§ **WHAT IS EXPECTED**
Go over the records and copy every line with the string "multi".

+ + +

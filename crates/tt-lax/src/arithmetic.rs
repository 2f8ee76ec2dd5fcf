use tt_core::{DType, Literal, Op, Shape, TensorValue};

use crate::EvalError;
use crate::layout::{broadcast_strides, dot, element_count, unravel};

fn is_comparison(op: Op) -> bool {
    matches!(op, Op::Eq | Op::Ne | Op::Lt | Op::Le | Op::Gt | Op::Ge)
}

fn is_logical(op: Op) -> bool {
    matches!(op, Op::And | Op::Or | Op::Xor)
}

/// Stable `log(exp(a) + exp(b))`.
pub(crate) fn logaddexp(a: f64, b: f64) -> f64 {
    let hi = a.max(b);
    if hi == f64::NEG_INFINITY {
        return f64::NEG_INFINITY;
    }
    if hi == f64::INFINITY {
        return f64::INFINITY;
    }
    hi + ((a - hi).exp() + (b - hi).exp()).ln()
}

/// Result dtype of a binary op; integral inputs stay integral where exact.
pub fn binary_result_dtype(op: Op, lhs: DType, rhs: DType) -> Result<DType, EvalError> {
    let integral = lhs != DType::F64 && rhs != DType::F64;
    if is_comparison(op) {
        return Ok(DType::Bool);
    }
    if is_logical(op) {
        return match (lhs, rhs) {
            (DType::Bool, DType::Bool) => Ok(DType::Bool),
            _ if integral => Ok(DType::I64),
            _ => Err(EvalError::TypeMismatch {
                operation: op.as_str(),
                detail: "logical operators need bool or integer operands",
            }),
        };
    }
    match op {
        Op::Add | Op::Sub | Op::Mul | Op::Min | Op::Max => {
            Ok(if integral { DType::I64 } else { DType::F64 })
        }
        Op::Div | Op::Pow | Op::LogAddExp => Ok(DType::F64),
        _ => Err(EvalError::Unsupported {
            operation: op.as_str(),
            detail: "not a binary operator".to_owned(),
        }),
    }
}

fn unary_result_dtype(op: Op, input: DType) -> Result<DType, EvalError> {
    match (op, input) {
        (Op::Neg | Op::Abs, DType::F64) => Ok(DType::F64),
        (Op::Neg | Op::Abs, DType::I64) => Ok(DType::I64),
        (Op::Invert, DType::Bool) => Ok(DType::Bool),
        (Op::Invert, DType::I64) => Ok(DType::I64),
        (Op::Neg | Op::Abs | Op::Invert, _) => Err(EvalError::TypeMismatch {
            operation: op.as_str(),
            detail: "operand dtype not supported",
        }),
        (Op::Sqrt | Op::Exp | Op::Log | Op::Log1p, _) => Ok(DType::F64),
        _ => Err(EvalError::Unsupported {
            operation: op.as_str(),
            detail: "not a unary operator".to_owned(),
        }),
    }
}

fn numeric(op: Op, literal: Literal) -> Result<f64, EvalError> {
    literal.as_f64().ok_or(EvalError::TypeMismatch {
        operation: op.as_str(),
        detail: "expected numeric operand",
    })
}

fn integral(op: Op, literal: Literal) -> Result<i64, EvalError> {
    literal.as_i64().ok_or(EvalError::TypeMismatch {
        operation: op.as_str(),
        detail: "expected integer operand",
    })
}

pub fn eval_unary_literal(op: Op, value: Literal) -> Result<Literal, EvalError> {
    let out = unary_result_dtype(op, value.dtype())?;
    Ok(match (op, out) {
        (Op::Neg, DType::I64) => Literal::I64(integral(op, value)?.wrapping_neg()),
        (Op::Abs, DType::I64) => Literal::I64(integral(op, value)?.wrapping_abs()),
        (Op::Invert, DType::I64) => Literal::I64(!integral(op, value)?),
        (Op::Invert, _) => Literal::Bool(!value.as_bool().unwrap_or(false)),
        (Op::Neg, _) => Literal::from_f64(-numeric(op, value)?),
        (Op::Abs, _) => Literal::from_f64(numeric(op, value)?.abs()),
        (Op::Sqrt, _) => Literal::from_f64(numeric(op, value)?.sqrt()),
        (Op::Exp, _) => Literal::from_f64(numeric(op, value)?.exp()),
        (Op::Log, _) => Literal::from_f64(numeric(op, value)?.ln()),
        (Op::Log1p, _) => Literal::from_f64(numeric(op, value)?.ln_1p()),
        _ => {
            return Err(EvalError::Unsupported {
                operation: op.as_str(),
                detail: "not a unary operator".to_owned(),
            });
        }
    })
}

fn compare(op: Op, lhs: Literal, rhs: Literal) -> Result<bool, EvalError> {
    let ordering = if lhs.dtype() != DType::F64 && rhs.dtype() != DType::F64 {
        integral(op, lhs)?.partial_cmp(&integral(op, rhs)?)
    } else {
        numeric(op, lhs)?.partial_cmp(&numeric(op, rhs)?)
    };
    Ok(match ordering {
        None => op == Op::Ne,
        Some(ordering) => match op {
            Op::Eq => ordering.is_eq(),
            Op::Ne => ordering.is_ne(),
            Op::Lt => ordering.is_lt(),
            Op::Le => ordering.is_le(),
            Op::Gt => ordering.is_gt(),
            _ => ordering.is_ge(),
        },
    })
}

/// Applies `op` producing a literal of dtype `out`, which must come from
/// [`binary_result_dtype`] (or be an accumulator dtype in reductions).
pub fn eval_binary_literal(
    op: Op,
    out: DType,
    lhs: Literal,
    rhs: Literal,
) -> Result<Literal, EvalError> {
    if is_comparison(op) {
        return Ok(Literal::Bool(compare(op, lhs, rhs)?));
    }
    match out {
        DType::Bool => {
            let (a, b) = (lhs.as_bool().unwrap_or(false), rhs.as_bool().unwrap_or(false));
            match op {
                Op::And | Op::Min | Op::Mul => Ok(Literal::Bool(a && b)),
                Op::Or | Op::Max | Op::Add => Ok(Literal::Bool(a || b)),
                Op::Xor => Ok(Literal::Bool(a ^ b)),
                _ => Err(EvalError::TypeMismatch {
                    operation: op.as_str(),
                    detail: "operator has no boolean form",
                }),
            }
        }
        DType::I64 => {
            let (a, b) = (integral(op, lhs)?, integral(op, rhs)?);
            let value = match op {
                Op::Add => a.wrapping_add(b),
                Op::Sub => a.wrapping_sub(b),
                Op::Mul => a.wrapping_mul(b),
                Op::Min => a.min(b),
                Op::Max => a.max(b),
                Op::And => a & b,
                Op::Or => a | b,
                Op::Xor => a ^ b,
                _ => {
                    return Err(EvalError::TypeMismatch {
                        operation: op.as_str(),
                        detail: "operator has no integer form",
                    });
                }
            };
            Ok(Literal::I64(value))
        }
        DType::F64 => {
            let (a, b) = (numeric(op, lhs)?, numeric(op, rhs)?);
            let value = match op {
                Op::Add => a + b,
                Op::Sub => a - b,
                Op::Mul => a * b,
                Op::Div => a / b,
                Op::Pow => a.powf(b),
                Op::Min => a.min(b),
                Op::Max => a.max(b),
                Op::LogAddExp => logaddexp(a, b),
                _ => {
                    return Err(EvalError::TypeMismatch {
                        operation: op.as_str(),
                        detail: "operator has no float form",
                    });
                }
            };
            Ok(Literal::from_f64(value))
        }
    }
}

pub(crate) fn eval_unary(op: Op, x: &TensorValue) -> Result<TensorValue, EvalError> {
    let dtype = unary_result_dtype(op, x.dtype)?;
    let elements = x
        .elements
        .iter()
        .map(|literal| eval_unary_literal(op, *literal))
        .collect::<Result<Vec<_>, _>>()?;
    Ok(TensorValue::new(dtype, x.shape.clone(), elements)?)
}

/// Right-aligned broadcast of two shapes.
fn broadcast_shape(op: Op, lhs: &Shape, rhs: &Shape) -> Result<Vec<u32>, EvalError> {
    let rank = lhs.rank().max(rhs.rank());
    let pad = |shape: &Shape| -> Vec<u32> {
        let mut dims = vec![1; rank - shape.rank()];
        dims.extend_from_slice(&shape.dims);
        dims
    };
    let (left, right) = (pad(lhs), pad(rhs));
    left.iter()
        .zip(&right)
        .map(|(a, b)| match (*a, *b) {
            (a, b) if a == b => Ok(a),
            (1, b) => Ok(b),
            (a, 1) => Ok(a),
            _ => Err(EvalError::ShapeMismatch {
                operation: op.as_str(),
                left: lhs.clone(),
                right: rhs.clone(),
            }),
        })
        .collect()
}

fn padded(dims: &[u32], rank: usize) -> Vec<u32> {
    let mut out = vec![1; rank - dims.len()];
    out.extend_from_slice(dims);
    out
}

pub(crate) fn eval_binary(
    op: Op,
    lhs: &TensorValue,
    rhs: &TensorValue,
) -> Result<TensorValue, EvalError> {
    let dtype = binary_result_dtype(op, lhs.dtype, rhs.dtype)?;
    let out_dims = broadcast_shape(op, &lhs.shape, &rhs.shape)?;

    if lhs.shape.dims == out_dims && rhs.shape.dims == out_dims {
        let elements = lhs
            .elements
            .iter()
            .zip(&rhs.elements)
            .map(|(a, b)| eval_binary_literal(op, dtype, *a, *b))
            .collect::<Result<Vec<_>, _>>()?;
        return Ok(TensorValue::new(dtype, Shape { dims: out_dims }, elements)?);
    }

    let rank = out_dims.len();
    let lhs_strides = broadcast_strides(&padded(&lhs.shape.dims, rank), &out_dims);
    let rhs_strides = broadcast_strides(&padded(&rhs.shape.dims, rank), &out_dims);
    let count = element_count(&out_dims);
    let mut multi = vec![0; rank];
    let mut elements = Vec::with_capacity(count);
    for flat in 0..count {
        unravel(flat, &out_dims, &mut multi);
        let a = lhs.elements[dot(&multi, &lhs_strides)];
        let b = rhs.elements[dot(&multi, &rhs_strides)];
        elements.push(eval_binary_literal(op, dtype, a, b)?);
    }
    Ok(TensorValue::new(dtype, Shape { dims: out_dims }, elements)?)
}

#[cfg(test)]
mod tests {
    use super::{binary_result_dtype, eval_binary, eval_unary, logaddexp};
    use tt_core::{DType, Literal, Op, TensorValue};

    #[test]
    fn broadcasting_binary_over_size_one_axes() {
        let column = TensorValue::from_i64s(vec![3, 1], &[0, 1, 2]).expect("column");
        let row = TensorValue::from_i64s(vec![1, 4], &[0, 10, 20, 30]).expect("row");
        let sum = eval_binary(Op::Add, &column, &row).expect("broadcast add");
        assert_eq!(sum.shape.dims, vec![3, 4]);
        assert_eq!(sum.dtype, DType::I64);
        assert_eq!(sum.elements[5], Literal::I64(11));
        assert_eq!(sum.elements[11], Literal::I64(32));
    }

    #[test]
    fn scalar_broadcasts_against_any_rank() {
        let x = TensorValue::from_f64s(vec![2], &[1.0, 2.0]).expect("vector");
        let two = TensorValue::scalar(Literal::from_f64(2.0));
        let out = eval_binary(Op::Mul, &x, &two).expect("scale");
        assert_eq!(out.to_f64_vec().expect("numeric"), vec![2.0, 4.0]);
    }

    #[test]
    fn incompatible_shapes_fail() {
        let a = TensorValue::from_f64s(vec![2], &[0.0; 2]).expect("a");
        let b = TensorValue::from_f64s(vec![3], &[0.0; 3]).expect("b");
        assert!(eval_binary(Op::Add, &a, &b).is_err());
    }

    #[test]
    fn comparison_yields_bool() {
        assert_eq!(
            binary_result_dtype(Op::Lt, DType::I64, DType::F64).expect("dtype"),
            DType::Bool
        );
        let a = TensorValue::from_i64s(vec![2], &[1, 5]).expect("a");
        let b = TensorValue::from_f64s(vec![2], &[2.0, 2.0]).expect("b");
        let out = eval_binary(Op::Lt, &a, &b).expect("lt");
        assert_eq!(out.elements, vec![Literal::Bool(true), Literal::Bool(false)]);
    }

    #[test]
    fn logaddexp_is_stable() {
        assert!((logaddexp(1000.0, 1000.0) - (1000.0 + 2.0_f64.ln())).abs() < 1e-9);
        assert_eq!(logaddexp(f64::NEG_INFINITY, f64::NEG_INFINITY), f64::NEG_INFINITY);
    }

    #[test]
    fn unary_float_ops_promote_integers() {
        let x = TensorValue::from_i64s(vec![2], &[0, 1]).expect("x");
        let out = eval_unary(Op::Exp, &x).expect("exp");
        assert_eq!(out.dtype, DType::F64);
        assert_eq!(out.to_f64_vec().expect("numeric"), vec![1.0, 1.0_f64.exp()]);
        assert!(eval_unary(Op::Invert, &TensorValue::from_f64s(vec![1], &[1.0]).expect("f"))
            .is_err());
    }
}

+ + +

§ **OUTPUT BELOW**
    let mut multi = vec![0; rank];
        unravel(flat, &out_dims, &mut multi);
        let a = lhs.elements[dot(&multi, &lhs_strides)];
        let b = rhs.elements[dot(&multi, &rhs_strides)];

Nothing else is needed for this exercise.